Inclusion Criteria: * Aged ≥18 years and ≤75 years. * Histologically confirmed thymoma of Masaoka-Koga stage III-IV A. * Assessed as unresectable thymoma by a thoracic surgeon prior to treatment. * Eastern Cooperative Oncology Group (ECOG) performance status of 0-1. * No prior anti-thymoma treatment, including but not limited to systemic chemotherapy, radiotherapy, surgery, or immunotherapy. * Presence of at least one measurable lesion according to RECIST v1.1 criteria. * Cardiopulmonary function compatible with surgery. * Expected survival of \>3 months. * Comprehensive evaluation completed within 28 days before enrollment in the study, with a full blood cell test obtained within 15 days, demonstrating normal visceral organ function and normal bone marrow function. * Negative serum or urine pregnancy test for women of childbearing potential within 14 days before study enrollment. * Willingness of the patient to sign an informed consent form and to adhere to the specified follow-up schedule.
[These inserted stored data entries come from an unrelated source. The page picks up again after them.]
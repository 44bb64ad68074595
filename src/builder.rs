//! The forward pass that drives the adapter over the whole compressed
//! stream and captures access points at selected block boundaries.
//!
//! Grounded in zlib's `zran.c` example (`zran_build_index`) and
//! `GzipZInfoDecompressor::read`, generalized from a fixed 32 KiB window to
//! the index's configured `window_size`.

use std::io::Read;

use crate::adapter::{Adapter, Status};
use crate::error::{Error, Result};
use crate::point::{AccessPoint, RingBuffer};
use crate::store::Index;

impl Index {
    /// Makes one entire pass through `source`, building access points about
    /// every `spacing` bytes of uncompressed output. Data after the end of
    /// the first zlib/gzip stream is ignored (see design notes).
    ///
    /// Returns the number of access points on success (always `>= 1`).
    pub fn build<R: Read>(&mut self, source: &mut R) -> Result<usize> {
        let window_size = self.window_size as usize;
        let readbuf_size = self.readbuf_size as usize;

        // The sliding output buffer the adapter writes into. Only reset to
        // full capacity when exhausted (`avail_out == 0`), so that a single
        // `window_size` pass through it can span many `inflate` calls,
        // mirroring zran.c's `if (strm.avail_out == 0) { ... }` rather than
        // handing the adapter a fresh buffer every call.
        let mut window_buf = vec![0u8; window_size];
        let mut window = RingBuffer::new(window_size);
        let mut input = vec![0u8; readbuf_size];

        let mut adapter = Adapter::new_auto()?;
        adapter.set_output(&mut []); // avail_out starts at 0, forcing the first reset below

        let mut totin: u64 = 0;
        let mut totout: u64 = 0;
        let mut last: u64 = 0;

        'outer: loop {
            let n = source.read(&mut input)?;
            if n == 0 {
                return Err(Error::DataError("input exhausted before end of stream"));
            }
            adapter.set_input(&input[..n]);

            loop {
                if adapter.avail_out() == 0 {
                    adapter.set_output(&mut window_buf);
                }
                let out_before = adapter.avail_out() as u64;
                let written_so_far = window_size as u64 - out_before;

                let before_in = adapter.avail_in() as u64;
                let status = adapter.inflate_block()?;
                let consumed_in = before_in - adapter.avail_in() as u64;
                let out_after = adapter.avail_out() as u64;
                let produced_out = out_before - out_after;

                totin += consumed_in;
                totout += produced_out;

                window.write(
                    &window_buf[written_so_far as usize..(written_so_far + produced_out) as usize],
                );

                match status {
                    Status::EndOfStream => break 'outer,
                    Status::EndOfBlock => {
                        let ended_last_block = adapter.is_last_block();
                        if !ended_last_block && (totout == 0 || totout - last > self.spacing as u64)
                        {
                            let point = AccessPoint {
                                cmp_offset: totin,
                                bits: adapter.bit_remainder(),
                                uncmp_offset: totout,
                                window: window.to_linear(),
                            };
                            log::debug!(
                                "access point #{}: cmp_offset={} uncmp_offset={} bits={}",
                                self.points.len(),
                                point.cmp_offset,
                                point.uncmp_offset,
                                point.bits
                            );
                            self.append(point);
                            last = totout;
                        }
                        if adapter.avail_in() == 0 {
                            break;
                        }
                    }
                    Status::Continue => {
                        if adapter.avail_in() == 0 {
                            break;
                        }
                    }
                }
            }
        }

        self.trim();
        self.built = true;
        Ok(self.points.len())
    }
}
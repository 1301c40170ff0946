use std::fmt::Formatter;

use actix_web::{error::BlockingError, http::StatusCode, HttpResponse, ResponseError, web};
use log::error;
use serde::{Deserialize, Serialize};

use crate::data::error::StoreError;

#[derive(Debug)]
pub enum ApiError {
    /// Payload missing a field or carrying one of the wrong type
    Validation(String),
    NotFound,
    Internal,
}

#[derive(Serialize, Deserialize, Debug)]
pub struct ErrorBody {
    pub detail: String,
}

impl std::fmt::Display for ApiError {
    fn fmt(&self, f: &mut Formatter) -> std::fmt::Result {
        match self {
            ApiError::Validation(reason) => write!(f, "Invalid payload: {}", reason),
            ApiError::NotFound => write!(f, "Address not found"),
            ApiError::Internal => write!(f, "Internal server error"),
        }
    }
}

impl ResponseError for ApiError {
    fn status_code(&self) -> StatusCode {
        match self {
            ApiError::Validation(_) => StatusCode::UNPROCESSABLE_ENTITY,
            ApiError::NotFound => StatusCode::NOT_FOUND,
            ApiError::Internal => StatusCode::INTERNAL_SERVER_ERROR,
        }
    }

    fn error_response(&self) -> HttpResponse {
        HttpResponse::build(self.status_code())
            .json(ErrorBody { detail: self.to_string() })
    }
}

impl From<BlockingError<StoreError>> for ApiError {
    fn from(error: BlockingError<StoreError>) -> Self {
        match error {
            BlockingError::Error(StoreError::NotFound) => ApiError::NotFound,
            BlockingError::Error(inner) => {
                error!("Error while accessing addresses: {}", inner);
                ApiError::Internal
            },
            BlockingError::Canceled => {
                error!("Address store call was canceled");
                ApiError::Internal
            },
        }
    }
}

/// JSON extractor settings: any body that fails to deserialize is a 422.
pub fn json_config() -> web::JsonConfig {
    web::JsonConfig::default()
        .error_handler(|err, _req| ApiError::Validation(err.to_string()).into())
}
#[macro_use]
extern crate diesel;
#[macro_use]
extern crate diesel_migrations;

use std::env;
use std::io;

use actix_web::{App, HttpServer, web};
use actix_web::middleware::Logger;
use log::info;

use crate::api::cors;
use crate::api::error::json_config;
use crate::config::Settings;
use crate::data::store::PgAddressStore;
use crate::db::init_connection_pool;

mod api;
mod config;
mod data;
mod db;

embed_migrations!("./migrations");

fn startup_error<E: std::fmt::Display>(context: &str, err: E) -> io::Error {
    io::Error::new(io::ErrorKind::Other, format!("{}: {}", context, err))
}

#[actix_rt::main]
async fn main() -> io::Result<()> {
    if env::var("RUST_LOG").is_err() {
        env::set_var("RUST_LOG", "info");
    }
    env_logger::init();

    let settings = Settings::from_env()
        .map_err(|err| startup_error("Invalid configuration", err))?;

    let pool = init_connection_pool(&settings)
        .map_err(|err| startup_error("Failed to create db pool", err))?;
    let conn = pool
        .get()
        .map_err(|err| startup_error("Failed to get db connection", err))?;

    web::block(move || embedded_migrations::run(&*conn))
        .await
        .map_err(|err| startup_error("Error while running migrations", err))?;

    let store = PgAddressStore::new(pool);

    info!("Listening on {}", settings.bind_address);
    HttpServer::new(move || {
        App::new()
            .data(store.clone())
            .app_data(json_config())
            .wrap(cors().finish())
            .wrap(Logger::default())
            .configure(api::configure::<PgAddressStore>)
    })
    .bind(&settings.bind_address)?
    .run()
    .await
}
Exclusion Criteria: * Histologically confirmed thymic neuroendocrine tumor. * Currently participating in an interventional clinical study that may affect this study, or having received other investigational drugs or devices within 4 weeks prior to the first treatment in this study. * Pregnant or breastfeeding women. * Previous history of thoracic radiotherapy. * Deemed unsuitable for three-dimensional conformal or intensity-modulated radiotherapy by a radiation oncology specialist. * History of allogeneic bone marrow or organ transplantation. * History of malignancies other than thymoma within the past 3 years, or untreated other primary malignancies. * Serious comorbidities that would affect the study treatment. * Any history or evidence of disease, treatment, or abnormal laboratory values that could interfere with the study results or prevent the participant from completing the study, or other situations deemed unsuitable for enrollment by the investigator.